Lizzy (Caitlin Gerard) is a practical woman, hardworking, under no illusions about what this life will demand of her - not the kind of person one might expect to falter easily. She may, as a German woman, be tempted to try and make sense of her new habitat through religious traditions focused as much on imps and demons as on God, but she has also inherited a common sense attitude to life that keeps her mind in check. Of course, the trouble with being this kind of person is that there are always others ready to take advantage of it. When a young couple move in nearby - the first neighbours she and her husband Isaac (Ashley Zukerman) have had - she quickly finds herself called upon to take care of the mentally unstable Emma (Julia Goldani Telles). When Emma exploits the situation, however, she finds her strength pushed to the very limit and a dark presentiment takes hold.

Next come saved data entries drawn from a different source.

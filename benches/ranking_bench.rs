use chrono::{Duration, TimeZone, Utc};
use criterion::{black_box, criterion_group, criterion_main, Criterion};
use tokio::runtime::Runtime;

use showreel_recommender::engine::{browse, BrowseSelection, Recommender};
use showreel_recommender::{normalize, CatalogSnapshot, Query, RuleSettings, Tag, TaxonomyKind, Video, VideoRecord};

const TYPES: [&str; 5] = ["Publicité", "Portrait", "Spot", "Tutoriel", "Aftermovie"];
const KEYWORDS: [&str; 8] = ["café", "restaurant", "drone", "interview", "usine", "sport", "mode", "luxe"];

/// Synthetic catalog with a spread of tags, budgets and durations
fn catalog(size: usize) -> CatalogSnapshot {
    let base = Utc.with_ymd_and_hms(2024, 1, 1, 0, 0, 0).unwrap();
    let videos = (0..size)
        .map(|i| {
            let record = VideoRecord {
                id: format!("v{}", i),
                title: format!("Video {}", i),
                playback_id: if i % 17 == 0 { format!("pending:{}", i) } else { format!("mux-{}", i) },
                duration: Some(10 + (i as u64 * 13) % 400),
                budget_min: Some((i as u64 * 1_500) % 40_000),
                budget_max: None,
                featured: i % 11 == 0,
                thumbnail_time: None,
                created_at: base + Duration::hours(i as i64),
            };
            let tags = vec![
                Tag::new(format!("type-{}", i % 5), TaxonomyKind::Type, TYPES[i % 5]),
                Tag::new(format!("kw-{}", i % 8), TaxonomyKind::Keyword, KEYWORDS[i % 8]),
                Tag::new(format!("kw-{}", (i + 3) % 8), TaxonomyKind::Keyword, KEYWORDS[(i + 3) % 8]),
                Tag::new("obj-promo", TaxonomyKind::Objectif, "Promouvoir"),
            ];
            Video::new(record, tags)
        })
        .collect();
    CatalogSnapshot::from_videos(videos)
}

/// Benchmark a full recommendation on the fallback keyword path
fn bench_recommend(c: &mut Criterion) {
    let rt = Runtime::new().unwrap();
    let recommender = Recommender::default();
    let settings = RuleSettings::default();
    let snapshot = catalog(2_000);
    let query = Query::new()
        .with_objectives(["promotion"])
        .with_budget("5000-10000")
        .with_durations(["short", "standard"])
        .with_description("un spot pour un restaurant filmé au drone");

    c.bench_function("recommend_2000", |b| {
        b.iter(|| rt.block_on(recommender.recommend(black_box(&snapshot), black_box(&query), &settings)))
    });
}

/// Benchmark one facet toggle in the browsing view
fn bench_browse(c: &mut Criterion) {
    let snapshot = catalog(2_000);
    let selection = BrowseSelection::new()
        .with_tag(TaxonomyKind::Keyword, "drone")
        .with_tag(TaxonomyKind::Type, "Spot")
        .with_budget("10000-20000");

    c.bench_function("browse_2000", |b| b.iter(|| browse(black_box(&snapshot), black_box(&selection))));
}

/// Benchmark text normalization
fn bench_normalize(c: &mut Criterion) {
    c.bench_function("normalize", |b| {
        b.iter(|| normalize(black_box("  Vidéo PROMO pour un Café-Restaurant à Saint-Étienne ! ")))
    });
}

criterion_group!(benches, bench_recommend, bench_browse, bench_normalize);
criterion_main!(benches);
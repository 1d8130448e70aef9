use serde::{Deserialize, Serialize};
use std::fmt;
use std::ops::{Index, IndexMut};
use std::str::FromStr;

use crate::text::normalize;

/// The six tag facets of the catalog taxonomy
#[derive(Debug, Clone, Copy, Serialize, Deserialize, PartialEq, Eq, Hash, PartialOrd, Ord)]
#[serde(rename_all = "lowercase")]
pub enum TaxonomyKind {
    Type,
    Objectif,
    Keyword,
    Style,
    Feel,
    Parametre,
}

impl TaxonomyKind {
    pub const ALL: [TaxonomyKind; 6] = [
        TaxonomyKind::Type,
        TaxonomyKind::Objectif,
        TaxonomyKind::Keyword,
        TaxonomyKind::Style,
        TaxonomyKind::Feel,
        TaxonomyKind::Parametre,
    ];

    /// Kinds whose labels feed keyword extraction and keyword scoring.
    pub const KEYWORD_LIKE: [TaxonomyKind; 3] = [
        TaxonomyKind::Keyword,
        TaxonomyKind::Style,
        TaxonomyKind::Parametre,
    ];

    pub fn as_str(&self) -> &'static str {
        match self {
            TaxonomyKind::Type => "type",
            TaxonomyKind::Objectif => "objectif",
            TaxonomyKind::Keyword => "keyword",
            TaxonomyKind::Style => "style",
            TaxonomyKind::Feel => "feel",
            TaxonomyKind::Parametre => "parametre",
        }
    }

    fn slot(&self) -> usize {
        match self {
            TaxonomyKind::Type => 0,
            TaxonomyKind::Objectif => 1,
            TaxonomyKind::Keyword => 2,
            TaxonomyKind::Style => 3,
            TaxonomyKind::Feel => 4,
            TaxonomyKind::Parametre => 5,
        }
    }

    pub fn is_keyword_like(&self) -> bool {
        Self::KEYWORD_LIKE.contains(self)
    }
}

impl fmt::Display for TaxonomyKind {
    fn fmt(&self, f: &mut fmt::Formatter<'_>) -> fmt::Result {
        f.write_str(self.as_str())
    }
}

impl FromStr for TaxonomyKind {
    type Err = String;

    fn from_str(s: &str) -> Result<Self, Self::Err> {
        let key = normalize(s);
        TaxonomyKind::ALL
            .into_iter()
            .find(|kind| kind.as_str() == key)
            .ok_or_else(|| format!("unknown taxonomy kind: {}", s))
    }
}

/// A taxonomy entry
#[derive(Debug, Clone, Serialize, Deserialize, PartialEq)]
pub struct Tag {
    pub id: String,
    pub kind: TaxonomyKind,
    pub label: String,
}

impl Tag {
    pub fn new(id: impl Into<String>, kind: TaxonomyKind, label: impl Into<String>) -> Self {
        Self {
            id: id.into(),
            kind,
            label: label.into(),
        }
    }

    /// Normalized label used for every comparison
    pub fn key(&self) -> String {
        normalize(&self.label)
    }
}

/// One value per taxonomy kind, every kind always present.
#[derive(Debug, Clone, Default, PartialEq, Eq, Serialize, Deserialize)]
pub struct KindMap<T> {
    slots: [T; 6],
}

impl<T> KindMap<T> {
    pub fn from_fn(mut f: impl FnMut(TaxonomyKind) -> T) -> Self {
        Self {
            slots: TaxonomyKind::ALL.map(&mut f),
        }
    }

    pub fn iter(&self) -> impl Iterator<Item = (TaxonomyKind, &T)> {
        TaxonomyKind::ALL.into_iter().map(move |kind| (kind, &self[kind]))
    }

    pub fn map<U>(&self, mut f: impl FnMut(TaxonomyKind, &T) -> U) -> KindMap<U> {
        KindMap::from_fn(|kind| f(kind, &self[kind]))
    }
}

impl<T> Index<TaxonomyKind> for KindMap<T> {
    type Output = T;

    fn index(&self, kind: TaxonomyKind) -> &T {
        &self.slots[kind.slot()]
    }
}

impl<T> IndexMut<TaxonomyKind> for KindMap<T> {
    fn index_mut(&mut self, kind: TaxonomyKind) -> &mut T {
        &mut self.slots[kind.slot()]
    }
}

/// Group tags by kind, keeping input order inside each kind.
pub fn group_by_kind<'a>(tags: impl IntoIterator<Item = &'a Tag>) -> KindMap<Vec<&'a Tag>> {
    let mut grouped: KindMap<Vec<&Tag>> = KindMap::default();
    for tag in tags {
        grouped[tag.kind].push(tag);
    }
    grouped
}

Though there is conventional drama here and enough hints of the supernatural to push the film into the horror category, it is in essence a character study. We can never be fully certain how much of what we see is real and how much is inside Lizzy's head, but even those horrors with clearly mundane origins will be enough to leave most modern viewers deeply uncomfortable. Early scenes in which Isaac rides away on an essential errand and wolves circle Lizzie as she's hanging up her washing are enough to make clear the untamed nature of the place - she cannot let her guard down for an instant. At night, the wind rattles the windows and pushes at the door, seeking ingress. Tammi resists the urge to ramp up the sound of it. We get the message, together with the sense that this is a skilled predator biding its time.
It can be difficult to strike the right balance in stories with unreliable narrators, not wanting to be too heavy handed about imposing conclusions, and The Wind is sometimes incoherent, losing its narrative grip as a result. Gerard holds it together as best she can. Her performance, together with the atmosphere and the underlying emphasis on just how tough this way of life was, keeps the film watchable even in its weaker moments.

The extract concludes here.